**Task to carry out**
In the entries that follow, which lines hold the string "PathBuf"? List them.

════════════════

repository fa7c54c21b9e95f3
pub mod evm;
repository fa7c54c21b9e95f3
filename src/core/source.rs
use async_trait::async_trait;
use tokio_util::sync::CancellationToken;

use crate::core::{error::FetchError, types::BlockNumber};

/// Header fields the scanner reads from a fetched block
#[derive(Debug, Clone, PartialEq, Eq)]
pub struct FetchedBlock {
    pub number: BlockNumber,
    pub extra_data: Vec<u8>,
}

/// Read-only access to blocks by number.
///
/// Implementations are shared by every worker and must tolerate concurrent calls.
/// They should return `FetchError::Cancelled` promptly once `cancel` fires.
#[async_trait]
pub trait BlockSource: Send + Sync {
    async fn fetch_block(
        &self,
        cancel: &CancellationToken,
        block_number: BlockNumber,
    ) -> Result<FetchedBlock, FetchError>;
}
pub mod barrier;
pub mod context;
pub mod error;
pub mod scanner;
pub mod source;
pub mod types;
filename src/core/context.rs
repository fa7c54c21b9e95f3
use std::sync::Arc;

use crate::{
    core::source::BlockSource,
    utils::{
        metrics::{NoopScanMetrics, ScanMetrics},
        progress::{NoopProgress, ProgressSink},
    },
};

/// Collaborators shared by the dispatcher, every worker and the aggregator
#[derive(Clone)]
pub struct ScanContext {
    pub source: Arc<dyn BlockSource>,
    pub metrics: Arc<dyn ScanMetrics>,
    pub progress: Arc<dyn ProgressSink>,
}

impl ScanContext {
    pub fn new(
        source: Arc<dyn BlockSource>,
        metrics: Arc<dyn ScanMetrics>,
        progress: Arc<dyn ProgressSink>,
    ) -> Self {
        Self {
            source,
            metrics,
            progress,
        }
    }

    /// Context with no-op metrics and progress
    pub fn with_source(source: Arc<dyn BlockSource>) -> Self {
        Self::new(
            source,
            Arc::new(NoopScanMetrics::new()),
            Arc::new(NoopProgress),
        )
    }
}
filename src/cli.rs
use clap::{Parser, ValueEnum};
use std::path::PathBuf;

#[derive(Parser, Debug)]
#[command(
    name = "extradata-scanner",
    version,
    about = "Scan a block range and count the distinct extra-data values"
)]
pub struct Cli {
    /// Config file path (YAML or TOML); defaults and SCANNER__* env vars apply without one
    #[arg(long)]
    pub config: Option<PathBuf>,

    /// JSON-RPC endpoint of the node
    #[arg(long)]
    pub rpc: Option<String>,

    /// First block of the range
    #[arg(long)]
    pub start: Option<u64>,

    /// Last block of the range (inclusive). Latest block when omitted or below start
    #[arg(long)]
    pub end: Option<u64>,

    /// Number of concurrent fetchers
    #[arg(long)]
    pub workers: Option<usize>,

    /// Cancel the scan after this many seconds and report the partial result
    #[arg(long)]
    pub timeout_secs: Option<u64>,

    /// Log filter, e.g. "info" or "rs_extradata_scanner=debug"
    #[arg(long)]
    pub log_level: Option<String>,

    /// Report format
    #[arg(long, value_enum, default_value_t = OutputFormat::Table)]
    pub output: OutputFormat,
}

#[derive(ValueEnum, Clone, Copy, Debug, PartialEq, Eq)]
pub enum OutputFormat {
    Table,
    Json,
}

#[cfg(test)]
mod tests {
    use super::*;

    #[test]
    fn parses_defaults() {
        let cli = Cli::parse_from(["extradata-scanner"]);
        assert!(cli.config.is_none());
        assert!(cli.end.is_none());
        assert_eq!(cli.output, OutputFormat::Table);
    }

    #[test]
    fn parses_json_output() {
        let cli = Cli::parse_from(["extradata-scanner", "--output", "json", "--start", "100"]);
        assert_eq!(cli.output, OutputFormat::Json);
        assert_eq!(cli.start, Some(100));
    }
}
use std::path::Path;
use std::sync::OnceLock;

use anyhow::Result;
use tracing_appender::rolling;
use tracing_subscriber::{EnvFilter, fmt, layer::SubscriberExt, util::SubscriberInitExt};

use crate::config::LoggingConfig;

static GUARD: OnceLock<tracing_appender::non_blocking::WorkerGuard> = OnceLock::new();

/// `RUST_LOG` wins over the configured level
fn build_filter(level: &str) -> EnvFilter {
    EnvFilter::try_from_default_env().unwrap_or_else(|_| level_filter(level))
}

/// An invalid level falls back to `info`
fn level_filter(level: &str) -> EnvFilter {
    EnvFilter::try_new(level).unwrap_or_else(|_| EnvFilter::new("info"))
}

/// Install the global subscriber. Console output goes to stderr, stdout carries the report.
pub fn init_logger(cfg: &LoggingConfig) -> Result<()> {
    let filter = build_filter(&cfg.level);

    let console_layer = fmt::layer()
        .with_target(false)
        .with_ansi(true)
        .with_writer(std::io::stderr);

    if cfg.to_file {
        let path = Path::new(&cfg.file_path);
        let dir = path.parent().unwrap_or_else(|| Path::new("./logs"));
        let name = path
            .file_name()
            .unwrap_or_else(|| std::ffi::OsStr::new("extradata-scanner.log"));
        let appender = rolling::daily(dir, name);
        let (non_blocking, guard) = tracing_appender::non_blocking(appender);
        GUARD.set(guard).ok();

        let file_layer = fmt::layer()
            .with_target(false)
            .with_ansi(false)
            .with_writer(non_blocking);

        tracing_subscriber::registry()
            .with(filter)
            .with(console_layer)
            .with(file_layer)
            .try_init()?;
    } else {
        tracing_subscriber::registry()
            .with(filter)
            .with(console_layer)
            .try_init()?;
    }

    Ok(())
}
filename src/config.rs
use anyhow::Result;
use config as config_loader;
use dotenvy::dotenv;
use serde::Deserialize;
use std::num::NonZeroUsize;
use std::path::Path;
use std::time::Duration;

use crate::cli::Cli;

/// Global config structure
#[derive(Debug, Deserialize, Clone, Default)]
pub struct AppConfig {
    #[serde(default)]
    pub rpc: RpcConfig,
    #[serde(default)]
    pub scanner: ScannerConfig,
    #[serde(default)]
    pub logging: LoggingConfig,
    #[serde(default)]
    pub metrics: MetricsConfig,
}

/// RPC related config
#[derive(Debug, Deserialize, Clone)]
pub struct RpcConfig {
    #[serde(default = "RpcConfig::default_url")]
    pub url: String,
    /// Per-request timeout
    #[serde(default = "RpcConfig::default_timeout_secs")]
    pub timeout_secs: u64,
}

impl RpcConfig {
    fn default_url() -> String {
        "https://rpc.gnosischain.com".to_string()
    }
    fn default_timeout_secs() -> u64 {
        15
    }

    pub fn request_timeout(&self) -> Duration {
        Duration::from_secs(self.timeout_secs)
    }
}

impl Default for RpcConfig {
    fn default() -> Self {
        Self {
            url: Self::default_url(),
            timeout_secs: Self::default_timeout_secs(),
        }
    }
}

/// Scan task config
#[derive(Debug, Deserialize, Clone)]
pub struct ScannerConfig {
    #[serde(default = "ScannerConfig::default_chain_name")]
    pub chain_name: String,
    #[serde(default = "ScannerConfig::default_workers")]
    pub workers: usize,
    #[serde(default)]
    pub start_block: u64,
    /// Latest block when unset
    #[serde(default)]
    pub end_block: Option<u64>,
    /// Deadline for the whole scan
    #[serde(default)]
    pub scan_timeout_secs: Option<u64>,
}

impl ScannerConfig {
    fn default_chain_name() -> String {
        "gnosis".to_string()
    }
    fn default_workers() -> usize {
        10
    }

    pub fn worker_count(&self) -> Result<NonZeroUsize> {
        NonZeroUsize::new(self.workers)
            .ok_or_else(|| anyhow::anyhow!("scanner.workers must be at least 1"))
    }

    pub fn scan_timeout(&self) -> Option<Duration> {
        self.scan_timeout_secs.map(Duration::from_secs)
    }
}

impl Default for ScannerConfig {
    fn default() -> Self {
        Self {
            chain_name: Self::default_chain_name(),
            workers: Self::default_workers(),
            start_block: 0,
            end_block: None,
            scan_timeout_secs: None,
        }
    }
}

/// Logging config
#[derive(Debug, Deserialize, Clone)]
pub struct LoggingConfig {
    #[serde(default = "LoggingConfig::default_level")]
    pub level: String,
    #[serde(default)]
    pub to_file: bool,
    #[serde(default = "LoggingConfig::default_file_path")]
    pub file_path: String,
}

impl LoggingConfig {
    fn default_level() -> String {
        "info".to_string()
    }
    fn default_file_path() -> String {
        "./logs/extradata-scanner.log".to_string()
    }
}

impl Default for LoggingConfig {
    fn default() -> Self {
        Self {
            level: Self::default_level(),
            to_file: false,
            file_path: Self::default_file_path(),
        }
    }
}

/// Metrics config
#[derive(Debug, Deserialize, Clone)]
pub struct MetricsConfig {
    #[serde(default)]
    pub enable: bool,
    #[serde(default = "MetricsConfig::default_prometheus_exporter_port")]
    pub prometheus_exporter_port: u16,
}

impl MetricsConfig {
    fn default_prometheus_exporter_port() -> u16 {
        9100
    }
}

impl Default for MetricsConfig {
    fn default() -> Self {
        Self {
            enable: false,
            prometheus_exporter_port: Self::default_prometheus_exporter_port(),
        }
    }
}

impl AppConfig {
    /// Layer defaults, the optional config file and `SCANNER__*` environment variables
    pub fn load(path: Option<&Path>) -> Result<Self> {
        dotenv().ok(); // Load the .env file

        let mut builder = config_loader::Config::builder();
        if let Some(path) = path {
            if !path.exists() {
                anyhow::bail!("Config file not found: {:?}", path);
            }
            builder = builder.add_source(config_loader::File::from(path.to_path_buf()));
        }

        let loaded = builder
            .add_source(config_loader::Environment::with_prefix("SCANNER").separator("__"))
            .build()?;

        Ok(loaded.try_deserialize::<AppConfig>()?)
    }

    /// Command line flags take precedence over file and environment values
    pub fn apply_cli(&mut self, cli: &Cli) {
        if let Some(url) = &cli.rpc {
            self.rpc.url = url.clone();
        }
        if let Some(start) = cli.start {
            self.scanner.start_block = start;
        }
        if let Some(end) = cli.end {
            self.scanner.end_block = Some(end);
        }
        if let Some(workers) = cli.workers {
            self.scanner.workers = workers;
        }
        if let Some(secs) = cli.timeout_secs {
            self.scanner.scan_timeout_secs = Some(secs);
        }
        if let Some(level) = &cli.log_level {
            self.logging.level = level.clone();
        }
    }
}

#[cfg(test)]
mod tests {
    use super::*;
    use clap::Parser;
    use std::io::Write;
    use tempfile::Builder;

    #[test]
    fn defaults_are_applied() {
        let cfg = AppConfig::default();
        assert_eq!(cfg.rpc.url, "https://rpc.gnosischain.com");
        assert_eq!(cfg.rpc.timeout_secs, 15);
        assert_eq!(cfg.scanner.workers, 10);
        assert_eq!(cfg.scanner.start_block, 0);
        assert!(cfg.scanner.end_block.is_none());
        assert!(!cfg.metrics.enable);
        assert_eq!(cfg.metrics.prometheus_exporter_port, 9100);
    }

    #[test]
    fn load_missing_file_fails() {
        let err = AppConfig::load(Some(Path::new("/definitely/not/here.yaml"))).unwrap_err();
        assert!(err.to_string().contains("Config file not found"));
    }

    #[test]
    fn load_partial_yaml_fills_defaults() -> Result<()> {
        let mut file = Builder::new().suffix(".yaml").tempfile()?;
        writeln!(
            file,
            "rpc:\n  url: http://localhost:8545\nscanner:\n  workers: 4\n  start_block: 100\n  end_block: 104"
        )?;

        let cfg = AppConfig::load(Some(file.path()))?;
        assert_eq!(cfg.rpc.url, "http://localhost:8545");
        assert_eq!(cfg.rpc.timeout_secs, 15);
        assert_eq!(cfg.scanner.workers, 4);
        assert_eq!(cfg.scanner.start_block, 100);
        assert_eq!(cfg.scanner.end_block, Some(104));
        assert_eq!(cfg.scanner.chain_name, "gnosis");
        assert_eq!(cfg.logging.level, "info");
        Ok(())
    }

    #[test]
    fn cli_overrides_loaded_values() {
        let mut cfg = AppConfig::default();
        let cli = Cli::parse_from([
            "extradata-scanner",
            "--rpc",
            "http://node:8545",
            "--start",
            "5",
            "--end",
            "9",
            "--workers",
            "2",
            "--timeout-secs",
            "30",
        ]);
        cfg.apply_cli(&cli);

        assert_eq!(cfg.rpc.url, "http://node:8545");
        assert_eq!(cfg.scanner.start_block, 5);
        assert_eq!(cfg.scanner.end_block, Some(9));
        assert_eq!(cfg.scanner.workers, 2);
        assert_eq!(cfg.scanner.scan_timeout(), Some(Duration::from_secs(30)));
    }

    #[test]
    fn zero_workers_rejected() {
        let cfg = ScannerConfig {
            workers: 0,
            ..ScannerConfig::default()
        };
        assert!(cfg.worker_count().is_err());
        assert_eq!(ScannerConfig::default().worker_count().unwrap().get(), 10);
    }
}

════════════════

**Written answer**
use std::path::PathBuf;
    pub config: Option<PathBuf>,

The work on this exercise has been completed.